Prashant Singh's romantic comedy set in Bihar, Jabariya Jodi, that released on Friday, 9 August, is among the many projects that leading casting director Mukesh Chhabra has cast for. In an exclusive interview, he talks about the films and streaming service shows he has cast for recently, whether the digital world has thrown up a whole new set of challenges for him, and the role of a casting director in contemporary Bollywood.
How involved were you in casting the leads of Jabariya Jodi, Parineeti Chopra and Sidharth Malhotra?
For this film, the lead actors were already finalised by the producer/director. For films that need leads, we launch new faces and new talent, and concentrate on primary and secondary roles that are equally important to the film.
Is it more practical to hire actors locally who are more familiar with the milieu of the film?
Local actors bring that extra flavour to the film if it is based out of a certain place. Besides, it is always more practical to cast someone from the region rather than flying an actor from elsewhere, who isn't familiar with the locality or local traits.
With Super 30, you returned to casting children after Dangal. How was the experience there? What did you look for in the children of Super 30?
After Dangal, I have actually cast for multiple projects with kids. In Super 30, what we wanted were kids who were real and wouldn't look out of place in the film. Our next challenge was, could they act?
There were various reviews that said instead of brownfacing Hrithik Roshan, a Pankaj Tripathi could have been cast as Anand Kumar?
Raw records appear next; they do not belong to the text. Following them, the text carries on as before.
// SPDX-FileCopyrightText: 2025 Jason Pena <jasonpena@awkless.com>
// SPDX-License-Identifier: MIT

//! PostgreSQL role and database lifecycle.
//!
//! Every privileged step on the target host runs as the power user through
//! `sudo -u postgres`. Dumps always use the custom format with `--clean`, so
//! restoring one drops the objects it recreates.

use crate::{
    remote::Remote,
    shell::{Cmd, ShellCommand},
    tasks::{Result, TaskStatus, Tasks},
};

use std::path::{Path, PathBuf};
use tracing::{info, instrument};

/// Database superuser account.
pub const POSTGRES: &str = "postgres";

/// Options for downloading a database dump.
#[derive(Debug, Clone, Copy, PartialEq, Eq)]
pub struct DumpDownload {
    /// Restore dump into local database.
    pub restore: bool,

    /// Remove local dump after restoring it.
    pub cleanup: bool,

    /// Drop and recreate local database before restoring.
    pub recreate: bool,
}

impl Default for DumpDownload {
    fn default() -> Self {
        Self {
            restore: false,
            cleanup: false,
            recreate: true,
        }
    }
}

impl<R> Tasks<'_, R>
where
    R: Remote + ?Sized,
{
    /// Delete database.
    ///
    /// Best effort. A failed drop, e.g., because the database does not exist,
    /// is tolerated.
    ///
    /// # Errors
    ///
    /// - Return [`TaskError::Remote`](crate::tasks::TaskError::Remote) if the
    ///   host cannot be reached.
    #[instrument(skip(self), level = "debug")]
    pub fn drop_db(&self) -> Result<TaskStatus> {
        let db = self.settings.project()?.db.as_str();
        self.shell
            .as_user(&self.settings.poweruser)
            .warn_only()
            .sudo(Cmd::new("dropdb").arg(db), Some(POSTGRES))?;

        Ok(TaskStatus::Done)
    }

    /// Create database with a dedicated role as its owner.
    ///
    /// Role and database are probed independently, and only the missing ones
    /// are created. The role always comes first, because the database names
    /// it as owner.
    ///
    /// # Errors
    ///
    /// - Return [`TaskError::Remote`](crate::tasks::TaskError::Remote) if role
    ///   or database creation fails.
    #[instrument(skip(self), level = "debug")]
    pub fn create_db(&self) -> Result<TaskStatus> {
        let project = self.settings.project()?;
        let power = self.shell.as_user(&self.settings.poweruser);
        let probe = power.warn_only().quiet();

        let role_exists = probe
            .sudo(
                catalog_probe(Cmd::new("psql").args(["--quiet", "-c", "\\du"]), &project.dbuser),
                Some(POSTGRES),
            )?
            .succeeded();
        let db_exists = probe
            .sudo(
                catalog_probe(
                    Cmd::new("psql").args(["--quiet", "--list", "--tuples-only"]),
                    &project.db,
                ),
                Some(POSTGRES),
            )?
            .succeeded();

        if !role_exists {
            power.sudo(
                Cmd::new("createuser")
                    .args(["-P", "-S", "-D", "-R", "-e"])
                    .arg(&project.dbuser),
                Some(POSTGRES),
            )?;
        }

        if !db_exists {
            power.sudo(
                Cmd::new("createdb")
                    .args(["--echo", "--encoding=UTF8"])
                    .arg(format!("--owner={}", project.dbuser))
                    .arg(&project.db),
                Some(POSTGRES),
            )?;
        }

        Ok(TaskStatus::Done)
    }

    /// Upload local database dump and restore it on target host.
    ///
    /// With `recreate` the target database is dropped and created again before
    /// restoring. A failure after the dump leaves the local dump file behind,
    /// and a failure after dropping leaves the target database empty.
    ///
    /// # Errors
    ///
    /// - Return [`TaskError::Remote`](crate::tasks::TaskError::Remote) if any
    ///   step of the pipeline fails.
    #[instrument(skip(self), level = "debug")]
    pub fn upload_db(&self, recreate: bool) -> Result<TaskStatus> {
        let project = self.settings.project()?;
        let dump = format!("{}.backup", project.db);

        self.shell.local(
            Cmd::new("pg_dump")
                .args(["--clean", "-F", "custom", "-U"])
                .arg(&project.dbuser)
                .arg(&project.db)
                .write_to(dump.as_str()),
        )?;
        self.shell.put(Path::new(&dump), ".")?;

        if recreate {
            self.drop_db()?;
            self.create_db()?;
        }

        let home = self.shell.pwd()?;
        self.shell
            .as_user(&self.settings.poweruser)
            .cd(&home)
            .sudo(
                Cmd::new("pg_restore").arg("-d").arg(&project.db).arg(dump.as_str()),
                Some(POSTGRES),
            )?;
        self.shell.local(Cmd::new("/bin/rm").arg(dump.as_str()))?;

        Ok(TaskStatus::Done)
    }

    /// Download database dump from target host.
    ///
    /// The dump lands in `<host>-<db>.backup` in the current directory. Its
    /// path is returned, unless [`DumpDownload::cleanup`] removed it after
    /// restoring.
    ///
    /// # Errors
    ///
    /// - Return [`TaskError::Remote`](crate::tasks::TaskError::Remote) if any
    ///   step of the pipeline fails.
    #[instrument(skip(self), level = "debug")]
    pub fn download_db(&self, opts: &DumpDownload) -> Result<Option<PathBuf>> {
        let project = self.settings.project()?;
        let dump = format!("{}.backup", project.db);

        self.shell.quiet().run(
            Cmd::new("pg_dump")
                .args(["--clean", "-F", "custom"])
                .arg(&project.db)
                .write_to(dump.as_str()),
        )?;
        let local_dump = PathBuf::from(format!("{}-{dump}", self.shell.host()));
        let dump_file = self.shell.get(&dump, &local_dump)?;

        if !opts.restore {
            info!("database dump saved to {}", dump_file.display());
            return Ok(Some(dump_file));
        }

        let dump_name = dump_file.to_string_lossy().into_owned();
        if opts.recreate {
            self.shell.warn_only().local(
                Cmd::new("dropdb")
                    .arg("-U")
                    .arg(&project.dbuser)
                    .arg(&project.db),
            )?;
            self.shell.local(
                Cmd::new("createdb")
                    .args(["--echo", "--encoding=UTF8", "-U", POSTGRES])
                    .arg(format!("--owner={}", project.dbuser))
                    .arg(&project.db),
            )?;
        }

        self.shell.local(
            Cmd::new("pg_restore")
                .args(["-U", POSTGRES, "-d"])
                .arg(&project.db)
                .path(dump_name.as_str()),
        )?;

        if opts.cleanup {
            self.shell.local(Cmd::new("/bin/rm").path(dump_name.as_str()))?;
            return Ok(None);
        }

        Ok(Some(dump_file))
    }
}

/// Probe system catalog listing for an exact name in its first column.
///
/// The name is matched as a fixed string against whole lines, so `my.db` never
/// matches `myxdb`.
fn catalog_probe(listing: Cmd, name: &str) -> ShellCommand {
    listing
        .pipe(Cmd::new("awk").arg("{print $1}"))
        .pipe(Cmd::new("grep").args(["-q", "-F", "-x", "-e"]).arg(name))
}
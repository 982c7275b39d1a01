// SPDX-FileCopyrightText: 2025 Jason Pena <jasonpena@awkless.com>
// SPDX-License-Identifier: MIT

use crate::{settings, tasks, FakeRemote, REPO};

use anyhow::Result;
use pretty_assertions::assert_eq;
use sealed_test::prelude::*;
use std::path::{Path, PathBuf};
use webdev::{
    remote::RemoteError,
    tasks::{DeployOptions, TaskError, TaskStatus},
};

const LOCAL_SETTINGS: &str = "project/shop/settings/_local.py";

#[test]
fn essential_deploy_syncs_code_and_restarts_gracefully() -> Result<()> {
    let remote = FakeRemote::deployed();
    let settings = settings();
    tasks(&remote, &settings).deploy(&DeployOptions::essential())?;

    assert_eq!(
        remote.actions(),
        [
            "cd project && git checkout -q master",
            "cd project && git pull -q --ff-only origin master",
            "cd project && /bin/mkdir -p shop/media/static shop/media/uploads",
            "cd project && /bin/mkdir -p tmp",
            "cd project && /bin/chmod 750 tmp",
            "cd project && python manage.py collectstatic --noinput --verbosity=0",
            "kill -SIGHUP $(cat project/tmp/uwsgi.pid)",
        ]
    );

    Ok(())
}

#[test]
fn full_deploy_on_deployed_host() -> Result<()> {
    let remote = FakeRemote::deployed();
    let settings = settings();
    let status = tasks(&remote, &settings).deploy(&DeployOptions::default())?;

    assert_eq!(status, TaskStatus::Done);
    assert_eq!(remote.count("git clone"), 0);
    assert_eq!(remote.count("ln -s"), 0);
    assert_eq!(remote.count("chgrp"), 0);
    assert_eq!(remote.count("pip -q install -r requirements/production.txt"), 1);
    assert_eq!(remote.count("python manage.py syncdb --migrate"), 1);
    assert_eq!(remote.count("python -m compileall"), 2);

    let collectstatic = remote.position("collectstatic").unwrap();
    let syncdb = remote.position("syncdb").unwrap();
    let compile = remote.position("compileall").unwrap();
    let restart = remote.position("kill -SIGINT").unwrap();
    assert!(collectstatic < syncdb && syncdb < compile && compile < restart);

    Ok(())
}

#[test]
fn deploy_restart_follows_code_switch() -> Result<()> {
    let remote = FakeRemote::deployed();
    let settings = settings();
    tasks(&remote, &settings).deploy(&DeployOptions::default())?;
    assert_eq!(remote.count("kill -SIGINT"), 1);
    assert_eq!(remote.count("kill -SIGHUP"), 0);

    let remote = FakeRemote::deployed();
    let opts = DeployOptions {
        code: false,
        ..DeployOptions::default()
    };
    tasks(&remote, &settings).deploy(&opts)?;
    assert_eq!(remote.count("kill -SIGINT"), 0);
    assert_eq!(remote.count("kill -SIGHUP"), 1);
    assert_eq!(remote.count("compileall"), 0);

    Ok(())
}

#[test]
fn first_deploy_clones_and_sets_secret_key() -> Result<()> {
    let remote = FakeRemote::new().with_user("deploy");
    let settings = settings();
    tasks(&remote, &settings).deploy(&DeployOptions::default())?;

    let lines = remote.lines();
    assert_eq!(lines[1], format!("git clone -q {REPO} project"));
    assert_eq!(remote.count("cd project/shop/settings && touch _local.py"), 1);
    assert_eq!(remote.count("cd project/shop/settings && chmod 600 _local.py"), 1);
    assert_eq!(
        remote.count("cd project/shop/settings && ln -s production.py __init__.py"),
        1
    );

    let local = remote.file(LOCAL_SETTINGS).unwrap_or_default();
    assert_eq!(local.len(), 1);
    assert!(local[0].starts_with("SECRET_KEY = '"));
    assert_eq!(local[0].len(), "SECRET_KEY = ''".len() + 50);

    let clone = remote.position("git clone").unwrap();
    let checkout = remote.position("git checkout").unwrap();
    assert!(remote.position("touch _local.py").unwrap() < checkout);
    assert!(clone < checkout);

    Ok(())
}

#[test]
fn deploy_without_repository_fails() {
    let remote = FakeRemote::new();
    let mut settings = settings();
    settings.repo = None;

    let result = tasks(&remote, &settings).deploy(&DeployOptions::default());
    assert!(matches!(result, Err(TaskError::MissingRepo)));
    assert_eq!(remote.count("git"), 0);
}

#[test]
fn diverged_branch_fails_deploy() {
    let remote = FakeRemote::deployed().diverged();
    let settings = settings();

    let result = tasks(&remote, &settings).deploy(&DeployOptions::default());
    assert!(matches!(
        result,
        Err(TaskError::Remote(RemoteError::CommandFailed { code: Some(128), .. }))
    ));
    assert_eq!(remote.count("git merge"), 0);
    assert_eq!(remote.count("collectstatic"), 0);
    assert_eq!(remote.count("kill"), 0);
}

#[test]
fn deploy_fixes_tmp_group_only_on_mismatch() -> Result<()> {
    let remote = FakeRemote::deployed().with_tmp_group("deploy");
    let settings = settings();
    let tasks = tasks(&remote, &settings);

    tasks.deploy(&DeployOptions::default())?;
    let chgrp: Vec<_> = remote
        .calls()
        .into_iter()
        .filter(|call| call.line.contains("chgrp"))
        .collect();
    assert_eq!(chgrp.len(), 1);
    assert_eq!(
        chgrp[0].line,
        "sudo cd /home/deploy/project && /bin/chgrp nginx tmp"
    );
    assert_eq!(chgrp[0].user, "admin");
    assert_eq!(remote.tmp_group().as_deref(), Some("nginx"));

    tasks.deploy(&DeployOptions::default())?;
    assert_eq!(remote.count("chgrp"), 1);

    Ok(())
}

#[test]
fn deploy_without_permissions_leaves_tmp_group() -> Result<()> {
    let remote = FakeRemote::deployed().with_tmp_group("deploy");
    let settings = settings();
    let opts = DeployOptions {
        permissions: false,
        ..DeployOptions::default()
    };
    tasks(&remote, &settings).deploy(&opts)?;

    assert_eq!(remote.count("stat -c %G tmp"), 0);
    assert_eq!(remote.count("chgrp"), 0);
    assert_eq!(remote.tmp_group().as_deref(), Some("deploy"));

    Ok(())
}

#[test]
fn manage_passes_arguments_unsplit() -> Result<()> {
    let remote = FakeRemote::deployed();
    let settings = settings();
    let tasks = tasks(&remote, &settings);
    tasks.manage(["migrate", "shop", "--fake"])?;
    tasks.manage(vec![
        "shell".to_string(),
        "-c".to_string(),
        "from shop.jobs import rebuild; rebuild()".to_string(),
    ])?;

    assert_eq!(
        remote.actions(),
        [
            "cd project && python manage.py migrate shop --fake",
            "cd project && python manage.py shell -c 'from shop.jobs import rebuild; rebuild()'",
        ]
    );

    Ok(())
}

#[test]
fn restart_tolerates_missing_pid_file() -> Result<()> {
    let remote = FakeRemote::deployed().failing("kill");
    let settings = settings();
    let status = tasks(&remote, &settings).restart_project(false)?;

    assert_eq!(status, TaskStatus::Done);
    assert_eq!(
        remote.actions(),
        ["kill -SIGINT $(cat project/tmp/uwsgi.pid)"]
    );

    Ok(())
}

#[test]
fn set_local_setting_twice_writes_once() -> Result<()> {
    let remote = FakeRemote::deployed().with_lines(LOCAL_SETTINGS, &[]);
    let settings = settings();
    let tasks = tasks(&remote, &settings);
    tasks.set_local_setting("DEBUG", "False", false)?;
    tasks.set_local_setting("DEBUG", "False", false)?;

    assert_eq!(remote.file(LOCAL_SETTINGS), Some(vec!["DEBUG = False".to_string()]));
    assert_eq!(remote.count("touch"), 0);
    assert_eq!(remote.count("sed"), 0);

    Ok(())
}

#[test]
fn set_local_setting_with_backup_comments_out_old_value() -> Result<()> {
    let remote = FakeRemote::deployed().with_lines(LOCAL_SETTINGS, &["DEBUG = True"]);
    let settings = settings();
    tasks(&remote, &settings).set_local_setting("DEBUG", "False", true)?;

    assert_eq!(
        remote.actions(),
        [
            "cd project/shop/settings && sed -i 's|^\\s*DEBUG\\s*=\\s*|#DEBUG = |' _local.py",
            "cd project/shop/settings && printf '%s\\n' 'DEBUG = False' >> _local.py",
        ]
    );

    Ok(())
}

#[test]
fn set_local_setting_rejects_invalid_name() {
    let remote = FakeRemote::deployed();
    let settings = settings();

    let result = tasks(&remote, &settings).set_local_setting("DEBUG; rm -rf ~", "1", false);
    assert!(matches!(result, Err(TaskError::InvalidSettingName(_))));
    assert!(remote.lines().is_empty());
}

#[test]
fn add_cronjobs_without_cron_directory() -> Result<()> {
    let remote = FakeRemote::deployed();
    let settings = settings();
    let status = tasks(&remote, &settings).add_cronjobs()?;

    assert!(!status.is_done());
    assert_eq!(remote.count("crontab"), 0);

    Ok(())
}

#[test]
fn add_cronjobs_merges_untagged_lines() -> Result<()> {
    let remote = FakeRemote::deployed().with_file("project/cron/cleanup.cron");
    let settings = settings();
    tasks(&remote, &settings).add_cronjobs()?;

    assert_eq!(
        remote.actions(),
        [
            "cd project/cron && cat *.cron > crontab.new",
            "cd project/cron && sed -i '/# DJANGOPROJ$/!s/$/ # DJANGOPROJ/g' crontab.new",
            "sudo cd /home/deploy/project/cron && crontab -l -u deploy | grep -v '# DJANGOPROJ$' >> crontab.new",
            "sudo cd /home/deploy/project/cron && crontab crontab.new -u deploy",
            "cd project/cron && rm crontab.new",
        ]
    );
    assert!(!remote.has("project/cron/crontab.new"));

    Ok(())
}

#[test]
fn upload_uploads_replaces_remote_directory() -> Result<()> {
    let remote = FakeRemote::deployed();
    let settings = settings();
    tasks(&remote, &settings).upload_uploads(true)?;

    assert_eq!(
        remote.actions(),
        [
            "local /bin/tar -C shop/media -c uploads > uploads.tar",
            "put uploads.tar -> /home/deploy",
            "local /bin/rm uploads.tar",
            "cd project/shop/media && /bin/rm -rf uploads",
            "cd project/shop/media && /bin/tar -xf /home/deploy/uploads.tar",
            "cd project/shop/media && /bin/rm /home/deploy/uploads.tar",
        ]
    );
    assert!(!remote.has("uploads.tar"));

    Ok(())
}

#[test]
fn download_uploads_keeps_tarball() -> Result<()> {
    let remote = FakeRemote::deployed();
    let settings = settings();
    let tarball = tasks(&remote, &settings).download_uploads(false, true)?;

    assert_eq!(tarball, Some(PathBuf::from("web1.example.org-uploads.tar")));
    assert_eq!(
        remote.actions(),
        [
            "/bin/tar -C project/shop/media -c uploads > uploads.tar",
            "get uploads.tar -> web1.example.org-uploads.tar",
            "/bin/rm uploads.tar",
        ]
    );

    Ok(())
}

#[sealed_test]
fn download_uploads_replaces_local_directory() -> Result<()> {
    let remote = FakeRemote::deployed();
    let settings = settings();
    let tarball = tasks(&remote, &settings).download_uploads(true, true)?;

    assert_eq!(tarball, None);
    assert!(Path::new("shop/media").is_dir());
    assert_eq!(
        remote.actions()[3..],
        [
            "local /bin/rm -rf shop/media/uploads",
            "local /bin/tar -C shop/media -xf web1.example.org-uploads.tar",
            "local /bin/rm web1.example.org-uploads.tar",
        ]
    );

    Ok(())
}

#[sealed_test(env = [("HOME", "/nonexistent/webdev-home")])]
fn provision_fresh_host() -> Result<()> {
    let remote = FakeRemote::new();
    let settings = settings();
    let status = tasks(&remote, &settings).provision()?;

    assert_eq!(status, TaskStatus::Done);
    assert!(remote.has("/home/deploy"));
    assert!(remote.has_role("shop"));
    assert!(remote.has_db("shop"));
    assert!(remote.has(".ssh/id_rsa.pub"));
    assert!(remote.has(".env"));
    assert_eq!(remote.count("authorized_keys"), 0);

    let user = remote.position("useradd").unwrap();
    let db = remote.position("createdb").unwrap();
    let keygen = remote.position("ssh-keygen").unwrap();
    let venv = remote.position("virtualenv.py").unwrap();
    assert!(user < db && db < keygen && keygen < venv);

    Ok(())
}

#[test]
fn local_to_remote_skips_migrations() -> Result<()> {
    let remote = FakeRemote::deployed().with_role("shop").with_db("shop");
    let settings = settings();
    tasks(&remote, &settings).local_to_remote()?;

    assert_eq!(remote.count("syncdb"), 0);
    let restore = remote.position("pg_restore").unwrap();
    let pull = remote.position("git pull").unwrap();
    let uploads = remote.position("put uploads.tar").unwrap();
    assert!(restore < pull && pull < uploads);

    Ok(())
}

#[sealed_test]
fn remote_to_local_replaces_database_and_uploads() -> Result<()> {
    let remote = FakeRemote::deployed();
    let settings = settings();
    tasks(&remote, &settings).remote_to_local()?;

    let restore = remote
        .position("local pg_restore -U postgres -d shop web1.example.org-shop.backup")
        .unwrap();
    let extract = remote
        .position("local /bin/tar -C shop/media -xf web1.example.org-uploads.tar")
        .unwrap();
    assert!(restore < extract);
    assert_eq!(remote.count("local /bin/rm"), 3);

    Ok(())
}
Do you cast keeping in mind the box office pull of the actor as well?
We only cast with utmost belief in the character and who would be the most suitable for the part.
How did you think of casting veteran actress Kamini Kaushal as Shahid Kapoor's grandmother in Kabir Singh?
She seemed perfect for the part. And being a veteran actress, we were convinced she would be the right person to do the role. So when my assistant Khushaal suggested her name, I immediately told him to contact her.
Now that you have cast for Netflix India Originals like Delhi Crime and Typewriter, and upcoming Amazon Prime Video India Originals like Breathe 2, The Family Man, and The Forgotten Army, is it easier to cast for digital shows, given there is no consideration of box office there?
Actually, the challenge to cast for web shows is even bigger, and the scale at which web is growing makes it even more exciting. It gives us more scope to launch new talent, and create more opportunities for actors.
In Typewriter, you cast fellow casting director Abhishek Banerjee in a key role. So there is no bad blood between casting directors? Do you often seek each other's help?
Haha! What is this bad blood! We are all good friends, doing our job, and being sincere about it. I am most comfortable to pick up the phone on anyone and have a little chat. And I am more than happy if I receive calls regarding casting.
Since you are casting for Lal Singh Chadha, what kind of preparation goes into it? Did you have to watch Forrest Gump for better casting?
We always try and cast something new something fresh without getting influenced by the original. Because it's a remake, and not a copy.
How is your directorial debut, Kizzie Aur Manny, the Hindi remake of Hollywood film The Fault In Our Stars, shaping up with Sushant Singh Rajput and debutante Sanjana Sanghi?
I'd like to talk about my film closer to the release date (29 November).